I understand ABC engineers were able to recreate this problem by keying a two-way radio nearby. Seems the camera is sensitive to RF causing the macro focus to engage. Most sporting events have tons of RF so does this mean you should not use at any event where theres RF? Why did this problem affect some cameras sooner and others later?
4. The headphone jack fell apart a couple of weekends after we begun. Be extra sensitive each time you connect your headphones in.
5. The audio out of the headphone jack is too low.
6. Too many layers of menus to convince the camera that you really want to shoot in manual mode. Manual zoom, manual focus, manual iris, etc.
The cameras were all set up to not have any AUTO function at all and that took layers of settings to override the general design of the camera.
There are other nuances involving White Balance, Iris Control, etc but none as critical as the above.
As for Sony, they seemed interested but never interested enough to visit us in the field during the intense shoot schedule.
As for serial numbers, we had a mix of low and higher serial numbers.
Hope this helps.
- July 2, 2007 at 8:09 PM #187492AnonymousInactive
Thanks for the info. Sounds like another PD-170 release.
- May 6, 2008 at 2:03 PM #187493AnonymousInactive
Does anyone have more info on this topic. I’m experiencing focus problems with my V1u. I thought it was me. I did read something else about macro focus on this camera. I’m disabling it.
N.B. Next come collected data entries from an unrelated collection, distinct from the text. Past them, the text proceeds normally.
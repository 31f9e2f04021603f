use crate::{AggregateStats, Outcome, ScenarioConfig};
use serde::{Deserialize, Serialize};
use time::OffsetDateTime;

/// Cache counters reported by the service. Every field is optional since service builds differ
/// in what they expose.
#[derive(Debug, Clone, Default, PartialEq, Serialize, Deserialize)]
pub struct CacheSnapshot {
    #[serde(default, skip_serializing_if = "Option::is_none")]
    pub hits: Option<u64>,
    #[serde(default, skip_serializing_if = "Option::is_none")]
    pub misses: Option<u64>,
    #[serde(default, skip_serializing_if = "Option::is_none")]
    pub size: Option<u64>,
    /// Percent, as reported by the service.
    #[serde(default, skip_serializing_if = "Option::is_none")]
    pub hit_rate: Option<f64>,
    #[serde(default, skip_serializing_if = "Option::is_none")]
    pub mode: Option<String>,
    #[serde(default, skip_serializing_if = "Option::is_none")]
    pub memory_mb: Option<f64>,
}

impl CacheSnapshot {
    pub fn is_empty(&self) -> bool {
        self == &Self::default()
    }
}

/// What the service said about itself at one point in time. Empty when it could not be reached.
#[derive(Debug, Clone, Default, PartialEq, Serialize, Deserialize)]
pub struct ProbeSnapshot {
    #[serde(default, skip_serializing_if = "Option::is_none")]
    pub health: Option<String>,
    #[serde(default, skip_serializing_if = "Option::is_none")]
    pub version: Option<String>,
    #[serde(default, skip_serializing_if = "Option::is_none")]
    pub cache: Option<CacheSnapshot>,
}

impl ProbeSnapshot {
    pub fn is_empty(&self) -> bool {
        self.health.is_none() && self.version.is_none() && self.cache.is_none()
    }
}

#[derive(Debug, Clone, PartialEq, Serialize, Deserialize)]
pub struct ScenarioReport {
    pub config: ScenarioConfig,
    pub stats: AggregateStats,
    #[serde(default, skip_serializing_if = "Option::is_none")]
    pub cache_after: Option<CacheSnapshot>,
    pub outcomes: Vec<Outcome>,
}

/// Everything one invocation measured.
#[derive(Debug, Clone, PartialEq, Serialize, Deserialize)]
pub struct RunReport {
    #[serde(with = "time::serde::rfc3339")]
    pub started_at: OffsetDateTime,
    pub target: String,
    /// Warm-up traffic, kept apart from `overall`.
    #[serde(default, skip_serializing_if = "Option::is_none")]
    pub warmup: Option<AggregateStats>,
    pub scenarios: Vec<ScenarioReport>,
    pub overall: AggregateStats,
    pub before: ProbeSnapshot,
    pub after: ProbeSnapshot,
}

impl RunReport {
    pub fn scenario(&self, name: &str) -> Option<&ScenarioReport> {
        self.scenarios.iter().find(|s| s.config.name == name)
    }

    /// Every measured outcome, scenario by scenario.
    pub fn outcomes(&self) -> impl Iterator<Item = &Outcome> {
        self.scenarios.iter().flat_map(|s| s.outcomes.iter())
    }
}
This is a real problem for me since most of my projects are run and gun. I’m not happy. Wish I had spent a little more and gone with the Canon H1 butI needed a smaller cam and went with Sony this time:(
- August 29, 2009 at 1:33 AM #187494anyhowParticipant
I’ve have a total of around 80 cameras in my department.
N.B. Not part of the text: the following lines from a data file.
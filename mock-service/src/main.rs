use clap::Parser;
use metrics_exporter_prometheus::PrometheusBuilder;
use mock_service::MockConfig;
use std::net::SocketAddr;
use std::time::Duration;
use tracing_subscriber::FmtSubscriber;

#[derive(Parser, Debug)]
#[command(version, about = "Mock QR rendering service")]
struct Cli {
    #[arg(short, long, default_value = "127.0.0.1:3002")]
    addr: SocketAddr,

    /// Latency of a cache miss, e.g. `20ms`
    #[arg(short, long, value_parser = humantime::parse_duration, default_value = "20ms")]
    delay: Duration,

    /// Latency of a cache hit
    #[arg(long, value_parser = humantime::parse_duration, default_value = "2ms")]
    hit_delay: Duration,

    /// Standard deviation added to every delay
    #[arg(long, value_parser = humantime::parse_duration)]
    jitter: Option<Duration>,

    #[arg(long)]
    no_cache: bool,

    /// Answer 429 above this many renders per second
    #[arg(long)]
    rate_limit: Option<u32>,

    /// Expose Prometheus metrics on this address
    #[arg(long)]
    metrics_addr: Option<SocketAddr>,
}

#[tokio::main]
async fn main() -> anyhow::Result<()> {
    FmtSubscriber::builder()
        .with_env_filter("mock_service=info,tower_http=debug")
        .init();

    let cli = Cli::parse();

    if let Some(addr) = cli.metrics_addr {
        PrometheusBuilder::new()
            .with_http_listener(addr)
            .install()?;
    }

    let mut config = MockConfig::default()
        .delay(cli.delay)
        .hit_delay(cli.hit_delay)
        .cache(!cli.no_cache);
    if let Some(jitter) = cli.jitter {
        config = config.jitter(jitter);
    }
    if let Some(tps) = cli.rate_limit {
        config = config.rate_limit(tps);
    }

    mock_service::run(cli.addr, config).await
}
The audio problem is attributed to you leaving on the 48volts phantom power while you plug in, a wireless reciever. Most likely you have an adapter which converts xlr to mini plug. This adapter is shorting out the camera while the 48volts is on.
Turn off the 48v when you don’t need it. Another way to reset the audio is to pull the battery out while the camera is turned on. It works better than switching the camera from camera mode to vcr mode which doesn’t work all the time. Pushing the reset button also doesn’t work. Some symtoms were no audio, very low audio or static noise in the audio.
For the headphone jack, i’ve had many v1u cameras where the headphone jack becomes loose and moving the mini plug around in the jack will cause static, or audio from one channel to appear on the other channel. There is a nut internally that holds the headphone jack on and it becomes loose. You have to disassemble the camera to get to this nut. The handle bar has to come off, then the right side by the hand strap has to come off, then the bottom plates have to come off, then finally the left side has to come apart. On the inside you have to remove the boards for the memory card/usb, then finally the hdmi/headphone jack boards come out. Tighten the nut and put some locktight on it.
I also had many cameras loose back focus. An alignment procedure has to be performed.
Only one camera have I had where the zoom went crazy on it’s own if you slightly tap the side of the lens. I haven’t experience the other problems.